In September 2019, at the start of the black summer bushfires, Littleproud, then the minister for drought and natural disasters, told Guardian Australia: “I don’t know if climate change is manmade.” The same week, he told an ABC Radio interview that it was “irrelevant” whether climate change was artificial.
Littleproud was elected deputy leader of the Nationals in February 2020, during a leadership spill in which Joyce sought to return to the party’s helm. Joyce was unsuccessful, and Michael McCormack held on with Littleproud elected as his second-in-command after former deputy Bridget McKenzie resigned after the “sports rorts” affair.
Littleproud served as deputy leader until this week, after Joyce’s successful leadership tilt spilling McCormack on the second attempt in June 2021.
In his customary relaxed business attire – jacket-free, with his shirt sleeves rolled up to the elbow – Littleproud often cuts a more moderate, reasonable figure than Joyce. When the former Nationals leader hesitated in calling out incendiary comments from backbenchers George Christensen or Matt Canavan, Littleproud was more outspoken.
“The world has moved past Matt Canavan,” he said last month after the Queensland senator criticized the Coalition’s net-zero targets.
After Christensen’s comments opposing Covid restrictions and vaccine mandates in November 2021, Littleproud said: “I don’t respect those comments, and I condemn them.”
“George Christensen’s comments are irresponsible and inappropriate,” he said after other controversial words.
David Littleproud (center) and the National party’s newly elected Senate leader Bridget McKenzie (left) and deputy leader Perin Davey (right) in Canberra on Monday. Photograph: Mick Tsikas/AAP
Joyce, in August 2021, cautioned colleagues against “prodding the bear” when asked whether he would pull Christensen into line, claiming it would “make the situation worse for us as a government, not better”.
Despite the new Nationals MP Colin Boyce claiming the Coalition’s net zero pledge was a “flexible plan that leaves us wiggle room”, Littleproud, after ascending to the leadership, appeared to have no desire for re-litigating the climate commitment.
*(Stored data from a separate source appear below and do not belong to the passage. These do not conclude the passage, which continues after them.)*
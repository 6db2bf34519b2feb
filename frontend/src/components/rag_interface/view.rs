//! View rendering of the root view: header with service status, the query form, the active
//! result view and the overlays (admin panel, file viewer, banners).

use console_common::health::ServiceStatus;
use console_common::model::{SearchType, MAX_RESULT_SIZE};
use console_common::notify::BannerKind;
use web_sys::{HtmlInputElement, HtmlSelectElement, HtmlTextAreaElement};
use yew::html::Scope;
use yew::prelude::*;

use crate::components::admin_panel::AdminPanel;
use crate::components::banner::BannerStack;
use crate::components::file_viewer::FileViewer;
use crate::components::search_results::SearchResults;
use crate::components::summarization::Summarization;

use super::messages::Msg;
use super::state::{Mode, RagInterface};

pub fn view(component: &RagInterface, ctx: &Context<RagInterface>) -> Html {
    let link = ctx.link();

    html! {
        <div class="rag-console">
            { build_header(component, link) }
            { build_form(component, link) }
            {
                match component.mode {
                    Mode::Search => html! {
                        <SearchResults
                            state={component.search.clone()}
                            show_vectors={component.search_had_vectors}
                            on_open_file={link.callback(Msg::OpenFile)}
                        />
                    },
                    Mode::Summarize => html! {
                        <Summarization
                            state={component.summary.clone()}
                            on_open_file={link.callback(Msg::OpenFile)}
                        />
                    },
                }
            }

            <button
                class="admin-fab"
                title="Admin panel"
                onclick={link.callback(|_| Msg::ToggleAdmin)}
            >
                { "⚙" }
            </button>
            if component.admin_open {
                <AdminPanel
                    client={ctx.props().client.clone()}
                    catalog={component.catalog.clone()}
                    refreshing={component.catalog_loading}
                    on_refresh={link.callback(|_: ()| Msg::LoadIndexes)}
                    on_notify={link.callback(|(kind, text): (BannerKind, String)| Msg::Notify(kind, text))}
                    on_close={link.callback(|_: ()| Msg::ToggleAdmin)}
                />
            }
            <FileViewer
                path={component.file_path.clone()}
                content={component.file.clone()}
                on_close={link.callback(|_: ()| Msg::CloseFile)}
            />
            <BannerStack
                banners={component.banners.clone()}
                on_dismiss={link.callback(Msg::DismissBanner)}
            />
        </div>
    }
}

fn build_header(component: &RagInterface, link: &Scope<RagInterface>) -> Html {
    let status = component.health.status();
    html! {
        <header class="console-header">
            <h1>{ "RAG Search Interface" }</h1>
            <p class="subtitle">{ "Search your knowledge base or get AI-powered summaries" }</p>
            <div class={classes!("status-badge", status.css_class())}>
                <span class="status-dot" />
                <span>{ format!("Service {}", status.label()) }</span>
                if status == ServiceStatus::Down {
                    <button
                        class="link-btn"
                        disabled={component.health_in_flight}
                        onclick={link.callback(|_| Msg::RetryHealth)}
                    >
                        { "Retry" }
                    </button>
                }
            </div>
        </header>
    }
}

fn build_form(component: &RagInterface, link: &Scope<RagInterface>) -> Html {
    let busy = component.busy();
    let selected = component.selected_index.clone().unwrap_or_default();
    let submit_label = match (component.mode, busy) {
        (Mode::Search, true) => "Searching...",
        (Mode::Search, false) => "Search",
        (Mode::Summarize, true) => "Summarizing...",
        (Mode::Summarize, false) => "Summarize",
    };

    html! {
        <form
            class="query-form"
            onsubmit={link.callback(|e: SubmitEvent| {
                e.prevent_default();
                Msg::Submit
            })}
        >
            <div class="form-row">
                <label>
                    { "Knowledge Base" }
                    <select
                        onchange={link.callback(|e: Event| {
                            Msg::SelectIndex(e.target_unchecked_into::<HtmlSelectElement>().value())
                        })}
                    >
                        { for component.catalog.names().iter().map(|name| html! {
                            <option value={name.clone()} selected={*name == selected}>{ name }</option>
                        }) }
                    </select>
                </label>
                { build_toggle(
                    "Result Type",
                    [("Search", Mode::Search), ("Summarize", Mode::Summarize)],
                    component.mode,
                    link,
                    Msg::SetMode,
                ) }
                { build_toggle(
                    "Search Type",
                    [(SearchType::Vector.label(), SearchType::Vector), (SearchType::Hybrid.label(), SearchType::Hybrid)],
                    component.search_type,
                    link,
                    Msg::SetSearchType,
                ) }
            </div>

            <div class="form-row query-row">
                <input
                    type="text"
                    class="query-input"
                    placeholder="Ask a question or enter search terms..."
                    value={component.query.clone()}
                    oninput={link.callback(|e: InputEvent| {
                        Msg::UpdateQuery(e.target_unchecked_into::<HtmlInputElement>().value())
                    })}
                />
                <button type="submit" class="primary-btn" disabled={busy}>{ submit_label }</button>
            </div>

            <button type="button" class="link-btn" onclick={link.callback(|_| Msg::ToggleAdvanced)}>
                { if component.show_advanced { "Hide advanced settings" } else { "Advanced settings" } }
            </button>
            if component.show_advanced {
                { build_advanced(component, link) }
            }
        </form>
    }
}

fn build_toggle<T: Copy + PartialEq + 'static>(
    label: &'static str,
    options: [(&'static str, T); 2],
    current: T,
    link: &Scope<RagInterface>,
    to_msg: fn(T) -> Msg,
) -> Html {
    html! {
        <div class="toggle-group">
            <span class="toggle-label">{ label }</span>
            <div class="toggle-buttons">
                { for options.into_iter().map(|(text, value)| html! {
                    <button
                        type="button"
                        class={classes!("toggle-btn", (value == current).then_some("active"))}
                        onclick={link.callback(move |_| to_msg(value))}
                    >
                        { text }
                    </button>
                }) }
            </div>
        </div>
    }
}

fn build_advanced(component: &RagInterface, link: &Scope<RagInterface>) -> Html {
    html! {
        <div class="advanced">
            <label>
                { format!("Max results (1-{MAX_RESULT_SIZE})") }
                <input
                    type="number"
                    min="1"
                    max={MAX_RESULT_SIZE.to_string()}
                    value={component.max_results.to_string()}
                    oninput={link.callback(|e: InputEvent| {
                        Msg::SetMaxResults(e.target_unchecked_into::<HtmlInputElement>().value())
                    })}
                />
            </label>
            <label>
                { "Min score (0.0-1.0)" }
                <input
                    type="number"
                    min="0"
                    max="1"
                    step="0.01"
                    value={component.min_score.to_string()}
                    oninput={link.callback(|e: InputEvent| {
                        Msg::SetMinScore(e.target_unchecked_into::<HtmlInputElement>().value())
                    })}
                />
            </label>
            if component.mode == Mode::Summarize {
                <label class="wide">
                    { "Custom prompt (optional)" }
                    <textarea
                        rows="3"
                        placeholder="e.g. Summarize in three bullet points"
                        value={component.custom_prompt.clone()}
                        oninput={link.callback(|e: InputEvent| {
                            Msg::UpdateCustomPrompt(e.target_unchecked_into::<HtmlTextAreaElement>().value())
                        })}
                    />
                </label>
            }
            if component.mode == Mode::Search {
                <label class="checkbox">
                    <input
                        type="checkbox"
                        checked={component.show_vectors}
                        onchange={link.callback(|_| Msg::ToggleVectors)}
                    />
                    { "Show vectors" }
                </label>
            }
        </div>
    }
}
“We’re living up to an international agreement,” Littleproud said on Monday when asked if the net zero plan was up for negotiation.
“Our policy was eminently sensible, and we’ll continue to work through it.”
He will now meet with the newly elected Liberal leader, Peter Dutton, to implement a new Coalition agreement. Littleproud has point-blank refused to speculate on what that could include, such as how many shadow ministry and cabinet positions – or which portfolios – would be given to the Nationals.
But with the rural party holding all its seats in the election and making up a larger percentage of the Coalition than in the last parliament, Littleproud may have a bargaining chip to demand a better deal for his party.
“I mightn’t look bright, but I’m not going to show my hand,” he said on Monday when asked what he might ask for in a meeting with Dutton.
“We must have those conversations respectfully, and even though I’m just a bloke from western Queensland, when you go and negotiate with somebody, you don’t show your hand before you walk in.”